**How to complete this task:**
Pick every line from the data that holds the word "Dictionary".

**Data listing:**

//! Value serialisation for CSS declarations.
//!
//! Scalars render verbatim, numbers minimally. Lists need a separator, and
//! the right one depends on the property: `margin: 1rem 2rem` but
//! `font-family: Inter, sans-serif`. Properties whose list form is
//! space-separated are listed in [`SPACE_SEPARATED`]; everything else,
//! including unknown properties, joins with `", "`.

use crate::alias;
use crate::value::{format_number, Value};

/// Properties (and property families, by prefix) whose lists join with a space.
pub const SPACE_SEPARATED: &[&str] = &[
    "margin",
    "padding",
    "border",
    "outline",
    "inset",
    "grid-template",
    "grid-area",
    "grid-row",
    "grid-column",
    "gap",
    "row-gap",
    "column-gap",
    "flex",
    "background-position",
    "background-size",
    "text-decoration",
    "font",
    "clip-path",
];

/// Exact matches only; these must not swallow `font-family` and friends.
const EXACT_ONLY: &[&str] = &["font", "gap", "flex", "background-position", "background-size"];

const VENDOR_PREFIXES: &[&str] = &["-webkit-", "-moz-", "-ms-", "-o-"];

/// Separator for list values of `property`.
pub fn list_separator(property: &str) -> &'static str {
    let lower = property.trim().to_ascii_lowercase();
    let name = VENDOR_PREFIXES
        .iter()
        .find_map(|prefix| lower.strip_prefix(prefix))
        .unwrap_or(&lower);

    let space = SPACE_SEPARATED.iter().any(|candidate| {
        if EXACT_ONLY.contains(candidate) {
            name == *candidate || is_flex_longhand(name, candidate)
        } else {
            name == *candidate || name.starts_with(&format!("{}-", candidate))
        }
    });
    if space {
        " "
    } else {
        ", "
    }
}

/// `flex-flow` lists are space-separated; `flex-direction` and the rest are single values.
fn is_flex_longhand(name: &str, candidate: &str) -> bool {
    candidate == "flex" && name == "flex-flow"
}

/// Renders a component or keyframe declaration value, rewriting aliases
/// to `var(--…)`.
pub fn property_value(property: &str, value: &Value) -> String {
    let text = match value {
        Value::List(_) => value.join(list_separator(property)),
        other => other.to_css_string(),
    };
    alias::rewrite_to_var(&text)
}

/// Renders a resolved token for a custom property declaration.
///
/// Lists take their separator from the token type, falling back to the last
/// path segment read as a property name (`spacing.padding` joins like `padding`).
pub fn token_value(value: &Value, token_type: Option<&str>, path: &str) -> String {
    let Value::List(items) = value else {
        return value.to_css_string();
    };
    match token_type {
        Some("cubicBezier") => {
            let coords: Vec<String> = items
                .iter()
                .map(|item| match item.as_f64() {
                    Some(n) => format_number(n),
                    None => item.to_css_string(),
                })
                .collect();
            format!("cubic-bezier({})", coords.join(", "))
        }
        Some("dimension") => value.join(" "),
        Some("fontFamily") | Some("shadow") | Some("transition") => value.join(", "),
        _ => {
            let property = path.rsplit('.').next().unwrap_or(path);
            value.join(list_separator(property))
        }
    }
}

---

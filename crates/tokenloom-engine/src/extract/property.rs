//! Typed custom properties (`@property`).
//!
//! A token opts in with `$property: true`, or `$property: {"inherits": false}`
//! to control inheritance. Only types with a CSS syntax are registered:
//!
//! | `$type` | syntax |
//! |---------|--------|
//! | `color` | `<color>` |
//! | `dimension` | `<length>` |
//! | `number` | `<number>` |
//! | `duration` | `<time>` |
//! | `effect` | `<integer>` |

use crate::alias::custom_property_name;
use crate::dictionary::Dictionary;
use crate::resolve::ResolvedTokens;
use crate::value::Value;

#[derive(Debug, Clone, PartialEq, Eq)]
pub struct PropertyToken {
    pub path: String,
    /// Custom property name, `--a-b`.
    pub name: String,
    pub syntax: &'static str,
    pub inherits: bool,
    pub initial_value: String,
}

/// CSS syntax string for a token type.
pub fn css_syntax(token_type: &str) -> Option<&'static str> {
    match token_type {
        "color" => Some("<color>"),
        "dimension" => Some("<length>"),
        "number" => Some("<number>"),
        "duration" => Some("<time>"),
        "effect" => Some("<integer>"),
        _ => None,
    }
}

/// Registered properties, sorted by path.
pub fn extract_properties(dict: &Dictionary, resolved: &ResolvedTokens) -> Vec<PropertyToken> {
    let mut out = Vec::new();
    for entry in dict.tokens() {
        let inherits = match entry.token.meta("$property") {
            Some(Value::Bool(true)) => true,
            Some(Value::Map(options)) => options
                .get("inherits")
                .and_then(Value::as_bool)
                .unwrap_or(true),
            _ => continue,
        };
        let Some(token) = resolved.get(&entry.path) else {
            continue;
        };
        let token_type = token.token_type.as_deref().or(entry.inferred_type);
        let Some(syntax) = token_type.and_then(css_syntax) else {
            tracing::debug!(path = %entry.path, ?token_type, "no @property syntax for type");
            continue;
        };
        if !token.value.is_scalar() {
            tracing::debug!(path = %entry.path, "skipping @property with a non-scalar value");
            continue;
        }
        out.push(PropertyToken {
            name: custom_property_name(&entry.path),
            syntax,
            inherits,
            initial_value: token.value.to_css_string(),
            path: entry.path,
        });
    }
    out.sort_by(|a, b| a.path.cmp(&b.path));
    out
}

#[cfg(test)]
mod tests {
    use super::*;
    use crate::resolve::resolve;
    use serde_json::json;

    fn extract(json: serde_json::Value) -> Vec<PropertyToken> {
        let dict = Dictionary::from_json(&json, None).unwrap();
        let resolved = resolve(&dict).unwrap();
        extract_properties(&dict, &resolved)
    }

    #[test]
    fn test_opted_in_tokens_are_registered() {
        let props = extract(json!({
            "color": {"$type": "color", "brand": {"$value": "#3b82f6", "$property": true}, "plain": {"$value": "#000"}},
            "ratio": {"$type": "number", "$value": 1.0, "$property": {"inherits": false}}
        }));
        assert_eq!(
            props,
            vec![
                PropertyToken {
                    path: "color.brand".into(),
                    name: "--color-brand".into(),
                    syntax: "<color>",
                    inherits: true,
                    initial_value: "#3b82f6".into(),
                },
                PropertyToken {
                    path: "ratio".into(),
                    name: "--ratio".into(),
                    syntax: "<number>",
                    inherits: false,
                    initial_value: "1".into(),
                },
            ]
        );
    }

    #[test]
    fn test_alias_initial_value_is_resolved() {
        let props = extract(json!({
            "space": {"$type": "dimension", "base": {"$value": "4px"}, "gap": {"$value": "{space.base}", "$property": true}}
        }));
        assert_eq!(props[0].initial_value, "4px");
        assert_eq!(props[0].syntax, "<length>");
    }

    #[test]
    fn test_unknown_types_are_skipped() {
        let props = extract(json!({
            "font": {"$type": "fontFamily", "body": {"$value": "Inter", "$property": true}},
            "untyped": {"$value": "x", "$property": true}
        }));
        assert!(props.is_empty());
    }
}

---

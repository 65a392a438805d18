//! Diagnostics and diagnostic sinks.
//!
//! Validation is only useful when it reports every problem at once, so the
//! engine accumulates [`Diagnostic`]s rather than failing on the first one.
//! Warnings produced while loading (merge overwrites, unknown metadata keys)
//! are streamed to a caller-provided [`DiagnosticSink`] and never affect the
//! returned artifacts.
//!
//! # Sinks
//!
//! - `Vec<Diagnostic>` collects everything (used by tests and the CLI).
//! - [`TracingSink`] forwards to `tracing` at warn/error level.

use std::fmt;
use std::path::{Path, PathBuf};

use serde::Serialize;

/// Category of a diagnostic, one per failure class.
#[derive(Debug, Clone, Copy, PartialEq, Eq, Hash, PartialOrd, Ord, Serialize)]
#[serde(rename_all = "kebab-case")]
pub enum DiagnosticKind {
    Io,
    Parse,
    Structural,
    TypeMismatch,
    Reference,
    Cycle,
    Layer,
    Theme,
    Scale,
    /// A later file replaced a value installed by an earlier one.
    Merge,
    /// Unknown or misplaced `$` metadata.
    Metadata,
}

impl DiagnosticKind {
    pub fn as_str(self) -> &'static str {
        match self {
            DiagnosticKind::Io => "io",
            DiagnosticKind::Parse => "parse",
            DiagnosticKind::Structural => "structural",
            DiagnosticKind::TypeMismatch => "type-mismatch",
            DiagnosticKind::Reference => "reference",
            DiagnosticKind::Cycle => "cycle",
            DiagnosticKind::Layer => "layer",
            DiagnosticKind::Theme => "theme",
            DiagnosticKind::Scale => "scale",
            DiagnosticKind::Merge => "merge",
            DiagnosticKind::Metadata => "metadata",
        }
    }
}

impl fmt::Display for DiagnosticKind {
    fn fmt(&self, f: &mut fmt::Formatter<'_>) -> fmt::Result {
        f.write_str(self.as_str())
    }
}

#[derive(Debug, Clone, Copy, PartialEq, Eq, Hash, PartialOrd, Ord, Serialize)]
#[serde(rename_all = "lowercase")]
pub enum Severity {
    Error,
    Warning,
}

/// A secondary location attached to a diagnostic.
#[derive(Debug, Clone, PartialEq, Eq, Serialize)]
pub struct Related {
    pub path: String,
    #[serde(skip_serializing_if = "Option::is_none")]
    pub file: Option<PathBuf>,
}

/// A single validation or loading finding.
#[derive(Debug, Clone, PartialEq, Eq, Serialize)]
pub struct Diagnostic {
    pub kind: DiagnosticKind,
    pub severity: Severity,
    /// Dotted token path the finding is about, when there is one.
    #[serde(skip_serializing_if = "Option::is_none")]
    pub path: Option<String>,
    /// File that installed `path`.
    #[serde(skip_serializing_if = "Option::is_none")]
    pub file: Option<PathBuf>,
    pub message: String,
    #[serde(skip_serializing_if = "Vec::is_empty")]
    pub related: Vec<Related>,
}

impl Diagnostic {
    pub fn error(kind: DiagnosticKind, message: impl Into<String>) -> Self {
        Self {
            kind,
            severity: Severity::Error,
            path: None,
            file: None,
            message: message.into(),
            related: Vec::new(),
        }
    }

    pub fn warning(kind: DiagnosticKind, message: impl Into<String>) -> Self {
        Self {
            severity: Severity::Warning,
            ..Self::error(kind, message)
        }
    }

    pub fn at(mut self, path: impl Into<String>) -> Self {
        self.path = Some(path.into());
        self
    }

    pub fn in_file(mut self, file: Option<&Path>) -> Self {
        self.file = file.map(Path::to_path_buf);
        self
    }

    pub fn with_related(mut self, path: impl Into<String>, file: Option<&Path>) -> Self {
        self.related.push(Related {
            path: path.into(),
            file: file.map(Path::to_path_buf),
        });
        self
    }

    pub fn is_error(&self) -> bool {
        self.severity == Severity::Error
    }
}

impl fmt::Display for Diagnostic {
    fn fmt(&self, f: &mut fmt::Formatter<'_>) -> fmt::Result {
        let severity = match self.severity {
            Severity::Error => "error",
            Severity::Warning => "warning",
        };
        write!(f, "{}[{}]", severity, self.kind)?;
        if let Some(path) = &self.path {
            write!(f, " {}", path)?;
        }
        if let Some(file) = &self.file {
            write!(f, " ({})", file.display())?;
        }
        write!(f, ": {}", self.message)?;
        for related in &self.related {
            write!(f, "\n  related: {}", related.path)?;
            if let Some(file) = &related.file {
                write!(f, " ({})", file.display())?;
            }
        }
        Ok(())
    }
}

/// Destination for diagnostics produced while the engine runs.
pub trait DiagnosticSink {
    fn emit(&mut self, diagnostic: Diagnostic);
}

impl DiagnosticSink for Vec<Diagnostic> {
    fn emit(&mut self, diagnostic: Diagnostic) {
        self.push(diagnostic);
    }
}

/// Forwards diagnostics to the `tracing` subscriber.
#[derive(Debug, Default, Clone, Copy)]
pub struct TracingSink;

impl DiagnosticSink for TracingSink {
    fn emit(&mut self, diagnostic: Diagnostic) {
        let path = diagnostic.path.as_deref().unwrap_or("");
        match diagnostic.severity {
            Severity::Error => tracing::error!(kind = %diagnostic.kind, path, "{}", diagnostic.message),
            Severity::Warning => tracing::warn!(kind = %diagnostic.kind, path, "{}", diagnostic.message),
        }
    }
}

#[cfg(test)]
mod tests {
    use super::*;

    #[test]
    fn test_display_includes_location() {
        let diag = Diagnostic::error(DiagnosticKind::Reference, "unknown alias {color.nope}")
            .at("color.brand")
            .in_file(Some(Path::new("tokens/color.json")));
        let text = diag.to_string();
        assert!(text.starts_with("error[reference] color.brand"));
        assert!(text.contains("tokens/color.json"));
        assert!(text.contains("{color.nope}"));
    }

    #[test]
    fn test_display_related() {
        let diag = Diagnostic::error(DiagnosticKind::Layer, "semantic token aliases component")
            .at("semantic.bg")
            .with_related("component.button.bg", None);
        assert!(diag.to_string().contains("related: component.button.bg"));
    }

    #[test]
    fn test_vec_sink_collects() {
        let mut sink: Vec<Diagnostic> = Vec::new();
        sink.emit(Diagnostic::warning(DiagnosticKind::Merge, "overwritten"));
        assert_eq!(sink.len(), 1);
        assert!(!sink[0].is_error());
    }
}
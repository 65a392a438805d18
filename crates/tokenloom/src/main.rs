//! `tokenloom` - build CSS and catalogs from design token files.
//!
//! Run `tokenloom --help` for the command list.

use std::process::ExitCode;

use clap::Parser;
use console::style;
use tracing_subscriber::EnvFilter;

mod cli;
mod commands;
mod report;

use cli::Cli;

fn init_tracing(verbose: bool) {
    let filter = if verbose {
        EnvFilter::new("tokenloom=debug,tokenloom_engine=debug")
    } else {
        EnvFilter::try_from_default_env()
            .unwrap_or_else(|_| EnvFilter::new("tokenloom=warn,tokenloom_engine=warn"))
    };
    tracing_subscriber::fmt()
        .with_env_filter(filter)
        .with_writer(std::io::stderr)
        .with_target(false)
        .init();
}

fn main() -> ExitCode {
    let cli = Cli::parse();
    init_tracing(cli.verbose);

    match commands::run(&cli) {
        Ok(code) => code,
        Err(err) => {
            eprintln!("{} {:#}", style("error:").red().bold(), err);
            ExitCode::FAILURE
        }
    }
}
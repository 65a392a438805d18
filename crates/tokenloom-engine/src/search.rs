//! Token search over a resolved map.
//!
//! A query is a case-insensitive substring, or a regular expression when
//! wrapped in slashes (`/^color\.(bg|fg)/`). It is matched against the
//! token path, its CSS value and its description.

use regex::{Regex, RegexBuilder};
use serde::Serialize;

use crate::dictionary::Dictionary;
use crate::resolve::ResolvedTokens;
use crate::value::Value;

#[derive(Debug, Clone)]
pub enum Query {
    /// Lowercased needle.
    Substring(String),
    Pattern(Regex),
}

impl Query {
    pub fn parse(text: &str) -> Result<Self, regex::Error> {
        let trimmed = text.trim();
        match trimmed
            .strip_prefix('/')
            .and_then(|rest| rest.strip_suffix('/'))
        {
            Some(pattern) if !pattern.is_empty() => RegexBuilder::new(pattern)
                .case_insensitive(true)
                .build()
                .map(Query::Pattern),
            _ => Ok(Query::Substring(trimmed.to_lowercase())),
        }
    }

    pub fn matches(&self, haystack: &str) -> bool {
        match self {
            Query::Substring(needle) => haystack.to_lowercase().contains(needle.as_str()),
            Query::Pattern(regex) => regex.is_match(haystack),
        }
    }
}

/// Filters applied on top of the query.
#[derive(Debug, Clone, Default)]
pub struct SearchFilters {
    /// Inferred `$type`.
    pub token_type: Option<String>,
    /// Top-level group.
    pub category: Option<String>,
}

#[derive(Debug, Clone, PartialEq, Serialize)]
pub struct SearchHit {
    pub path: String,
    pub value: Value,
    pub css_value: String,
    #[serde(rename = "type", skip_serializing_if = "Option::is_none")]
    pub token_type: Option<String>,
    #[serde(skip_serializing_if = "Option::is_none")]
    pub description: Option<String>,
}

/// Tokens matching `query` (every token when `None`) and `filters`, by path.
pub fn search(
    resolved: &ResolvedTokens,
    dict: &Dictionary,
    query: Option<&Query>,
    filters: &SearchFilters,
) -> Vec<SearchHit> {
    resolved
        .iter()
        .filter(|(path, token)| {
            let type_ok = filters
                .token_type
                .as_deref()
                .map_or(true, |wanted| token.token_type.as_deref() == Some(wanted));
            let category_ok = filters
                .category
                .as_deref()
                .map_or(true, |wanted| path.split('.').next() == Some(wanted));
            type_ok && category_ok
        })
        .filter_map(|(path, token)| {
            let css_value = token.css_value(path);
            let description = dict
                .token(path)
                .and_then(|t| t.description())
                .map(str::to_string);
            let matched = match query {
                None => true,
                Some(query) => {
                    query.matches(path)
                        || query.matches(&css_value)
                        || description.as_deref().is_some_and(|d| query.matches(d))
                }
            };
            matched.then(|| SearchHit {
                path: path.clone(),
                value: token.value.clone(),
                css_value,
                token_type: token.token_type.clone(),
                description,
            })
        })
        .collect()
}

**Solution for this exercise:**
use crate::dictionary::Dictionary;
pub fn extract_properties(dict: &Dictionary, resolved: &ResolvedTokens) -> Vec<PropertyToken> {
        let dict = Dictionary::from_json(&json, None).unwrap();
use crate::dictionary::Dictionary;
    dict: &Dictionary,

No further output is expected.